Nesaî'nin Ebû Umame (Radiyailahû anh) 'den merfuan rivayet ettiği bir hadîste :
«Orucu boşlama, çünkü onun dengi yoktur.» buyurulmuştur.

Bâzıları başka bir hadiste :
«Bilmiş olun ki, amellerinizin en hayırlısı namazdır.» buyurulmasına bakarak aralarında muaraza görür gibi olmuşsa da hakikatte bu iki hadîs arasında hiç bir muânza yoktur. Zira Peygamber (s.a.v.); bunları- muhatablarının suallerine göre söylemiştir.
Nitekim yine bu kabilden olmak üzere bir hadiste :
«Amellerin en hayırlısı az bile olsa devamlısıdır.» buyurmuştur.
Bâzılarına göre, orucun Allah'a izafesi teşrif içindir. Nitekim bütün âlem Allah Teâla'nm mülkü olduğu halde Kur'an-ı kerim'de «Allah'ın demesi» buyurulmuştur.

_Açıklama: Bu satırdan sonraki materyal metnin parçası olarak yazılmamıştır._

// NES APU Core - Demo Entry Point
//
// Drives the Driver with a small synthetic register-write program and
// plays the resulting audio live via cpal. Not part of the specified
// core — a thin harness for exercising it end to end.

use nes_apu_core::{AudioConfig, AudioOutput, Driver, DriverConfig};

fn main() -> Result<(), Box<dyn std::error::Error>> {
    pretty_env_logger::init();

    println!("nes-apu-core demo v0.1.0");
    println!("========================");
    println!();

    let config_path = "nes_apu_core.toml";
    let driver_config = DriverConfig::load_or_default();
    println!("driver configuration loaded from '{}'", config_path);

    let mut driver = Driver::new(&driver_config);

    let audio_config = AudioConfig::new()
        .with_sample_rate(driver_config.sample_rate)
        .with_channels(1);
    let output = AudioOutput::new(audio_config).map_err(|e| -> Box<dyn std::error::Error> { e.into() })?;

    // A small synthetic program: two pulse channels and the triangle,
    // enabled and given distinct periods, running for a few seconds.
    driver.write(0x4015, 0x07)?; // enable pulse1, pulse2, triangle
    driver.write(0x4000, 0x3F)?; // pulse1: constant volume 15, 50% duty
    driver.write(0x4002, 0x54)?; // pulse1 period low
    driver.write(0x4003, 0x02)?; // pulse1 period high + length load

    driver.write(0x4004, 0x3F)?; // pulse2: constant volume 15, 50% duty
    driver.write(0x4006, 0x30)?; // pulse2 period low
    driver.write(0x4007, 0x01)?; // pulse2 period high + length load

    driver.write(0x4008, 0x81)?; // triangle: control flag set, linear load
    driver.write(0x400A, 0x80)?; // triangle period low
    driver.write(0x400B, 0x02)?; // triangle period high + length load

    println!("press Ctrl+C to exit.");
    println!();

    let mut samples = [0i16; 735];
    loop {
        driver.advance_frame()?;
        let n = driver.drain_audio(&mut samples, samples.len());
        for &sample in &samples[..n] {
            output.push_sample(sample);
        }

        if driver.frame_count() % 60 == 0 {
            let stats = driver.timing_stats();
            log::info!(
                "frame {} | fps target {:.2} | underruns {}",
                driver.frame_count(),
                stats.fps,
                stats.underruns
            );
        }
    }
}
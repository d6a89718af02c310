// Audio output - Handles audio playback using cpal
//
// This module provides cross-platform audio output using the cpal library.
// It manages the audio device, stream, and callback for audio playback,
// draining samples from the shared `AudioRing` (spec §5's SPSC ring).

use cpal::traits::{DeviceTrait, HostTrait, StreamTrait};
use cpal::{Device, SampleFormat, Stream, StreamConfig};
use std::sync::{Arc, Mutex};

use super::ring::AudioRing;

/// Audio output configuration
#[derive(Clone)]
pub struct AudioConfig {
    /// Sample rate in Hz (44100 or 48000)
    pub sample_rate: u32,

    /// Number of channels (1 = mono, 2 = stereo)
    pub channels: u16,

    /// Buffer duration in milliseconds (affects latency and ring sizing)
    pub buffer_duration_ms: u32,
}

impl AudioConfig {
    /// Create default audio configuration
    ///
    /// - Sample rate: 44.1 kHz
    /// - Channels: 1 (mono)
    /// - Buffer duration: 50 ms
    pub fn new() -> Self {
        Self {
            sample_rate: 44_100,
            channels: 1,
            buffer_duration_ms: 50,
        }
    }

    /// Set the sample rate
    pub fn with_sample_rate(mut self, sample_rate: u32) -> Self {
        self.sample_rate = sample_rate;
        self
    }

    /// Set the number of channels (1 = mono, 2 = stereo)
    pub fn with_channels(mut self, channels: u16) -> Self {
        self.channels = channels;
        self
    }

    /// Set the buffer duration in milliseconds
    pub fn with_buffer_duration(mut self, duration_ms: u32) -> Self {
        self.buffer_duration_ms = duration_ms;
        self
    }
}

impl Default for AudioConfig {
    fn default() -> Self {
        Self::new()
    }
}

/// Audio output handle
///
/// Manages the audio device and stream for playback.
pub struct AudioOutput {
    /// Audio configuration
    config: AudioConfig,

    /// Audio device
    _device: Device,

    /// Audio stream
    stream: Stream,

    /// Shared audio ring (emulation worker is the producer, the cpal
    /// callback is the consumer)
    ring: Arc<Mutex<AudioRing>>,
}

impl AudioOutput {
    /// Create a new audio output
    ///
    /// # Arguments
    ///
    /// * `config` - Audio configuration
    ///
    /// # Returns
    ///
    /// Result containing the AudioOutput or an error message
    pub fn new(config: AudioConfig) -> Result<Self, String> {
        let host = cpal::default_host();

        let device = host
            .default_output_device()
            .ok_or("No output device available")?;

        log::info!("audio device: {}", device.name().unwrap_or_default());

        let stream_config = StreamConfig {
            channels: config.channels,
            sample_rate: cpal::SampleRate(config.sample_rate),
            buffer_size: cpal::BufferSize::Default,
        };

        let ring_capacity =
            ((config.buffer_duration_ms as f64 / 1000.0) * config.sample_rate as f64) as usize;
        let ring = Arc::new(Mutex::new(AudioRing::new(ring_capacity)));
        let ring_clone = Arc::clone(&ring);

        let stream = device
            .build_output_stream(
                &stream_config,
                move |data: &mut [i16], _: &cpal::OutputCallbackInfo| {
                    let mut r = ring_clone.lock().unwrap();
                    r.drain(data);
                },
                |err| log::error!("audio stream error: {}", err),
                None,
            )
            .map_err(|e| format!("failed to build audio stream: {}", e))?;

        stream
            .play()
            .map_err(|e| format!("failed to start audio stream: {}", e))?;

        log::info!(
            "audio output initialized: {} Hz, {} channel(s), format {:?}",
            config.sample_rate,
            config.channels,
            SampleFormat::I16
        );

        Ok(Self {
            config,
            _device: device,
            stream,
            ring,
        })
    }

    /// Push one i16 sample into the ring (producer side, called from the
    /// emulation worker thread).
    pub fn push_sample(&self, sample: i16) {
        let mut ring = self.ring.lock().unwrap();
        ring.push(sample);
    }

    /// Number of samples currently buffered.
    pub fn buffer_len(&self) -> usize {
        self.ring.lock().unwrap().len()
    }

    /// Ring capacity in samples.
    pub fn buffer_capacity(&self) -> usize {
        self.ring.lock().unwrap().capacity()
    }

    /// Check if the buffer is nearly full (> 90% capacity), useful for
    /// flow control in the emulation worker.
    pub fn is_buffer_nearly_full(&self) -> bool {
        let ring = self.ring.lock().unwrap();
        ring.len() > (ring.capacity() * 9 / 10)
    }

    /// Total underruns observed by the consumer so far.
    pub fn underrun_count(&self) -> u64 {
        self.ring.lock().unwrap().underrun_count()
    }

    /// Clear the audio ring
    pub fn clear_buffer(&self) {
        self.ring.lock().unwrap().clear();
    }

    /// Get the audio configuration
    pub fn config(&self) -> &AudioConfig {
        &self.config
    }

    /// Pause audio playback
    pub fn pause(&self) -> Result<(), String> {
        self.stream
            .pause()
            .map_err(|e| format!("failed to pause audio: {}", e))
    }

    /// Resume audio playback
    pub fn resume(&self) -> Result<(), String> {
        self.stream
            .play()
            .map_err(|e| format!("failed to resume audio: {}", e))
    }
}

/// Audio output builder for easier configuration
pub struct AudioOutputBuilder {
    config: AudioConfig,
}

impl AudioOutputBuilder {
    /// Create a new audio output builder with default configuration
    pub fn new() -> Self {
        Self {
            config: AudioConfig::new(),
        }
    }

    /// Set the sample rate
    pub fn sample_rate(mut self, sample_rate: u32) -> Self {
        self.config.sample_rate = sample_rate;
        self
    }

    /// Set the number of channels
    pub fn channels(mut self, channels: u16) -> Self {
        self.config.channels = channels;
        self
    }

    /// Set the buffer duration
    pub fn buffer_duration(mut self, duration_ms: u32) -> Self {
        self.config.buffer_duration_ms = duration_ms;
        self
    }

    /// Build the audio output
    pub fn build(self) -> Result<AudioOutput, String> {
        AudioOutput::new(self.config)
    }
}

impl Default for AudioOutputBuilder {
    fn default() -> Self {
        Self::new()
    }
}

#[cfg(test)]
mod tests {
    use super::*;

    #[test]
    fn test_audio_config_creation() {
        let config = AudioConfig::new();
        assert_eq!(config.sample_rate, 44_100);
        assert_eq!(config.channels, 1);
        assert_eq!(config.buffer_duration_ms, 50);
    }

    #[test]
    fn test_audio_config_builder() {
        let config = AudioConfig::new()
            .with_sample_rate(48000)
            .with_channels(2)
            .with_buffer_duration(100);

        assert_eq!(config.sample_rate, 48000);
        assert_eq!(config.channels, 2);
        assert_eq!(config.buffer_duration_ms, 100);
    }

    #[test]
    fn test_audio_output_builder() {
        let builder = AudioOutputBuilder::new()
            .sample_rate(48000)
            .channels(2)
            .buffer_duration(100);

        assert_eq!(builder.config.sample_rate, 48000);
        assert_eq!(builder.config.channels, 2);
        assert_eq!(builder.config.buffer_duration_ms, 100);
    }

    // Note: Cannot test actual audio output in unit tests as it requires audio hardware
    // Integration tests should be used for end-to-end audio testing
}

Hâsılı orucun mükâfatı âdetle mukayese değildir. Allah'u Zulcelâl onun mükâfatını hadsiz ve hesapsız verecektir.
Kurtubî'nin beyânına göre oruçlunun iftar zamanı sevinmesi kendisine iftar mubah kılınarak açlıkla susuzluktan kurtulduğu içindir. Bu sevinç tabii bir şeydir. Hadisten anlaşılan zahiri mânâ da budur. Bâzıları oruçlunun ibadetini sakatlamadan tamamladığı için sevindiğini söylemişlerdir.
Rivayetlerin birindeki: «Orucuna sevinir.» cümlesinden murâd orucunun sevabına sevînmesidir. Bâzıları: «Bundan murâd, orucunun kabul olduğuna sevinmesidir.» demişlerdir.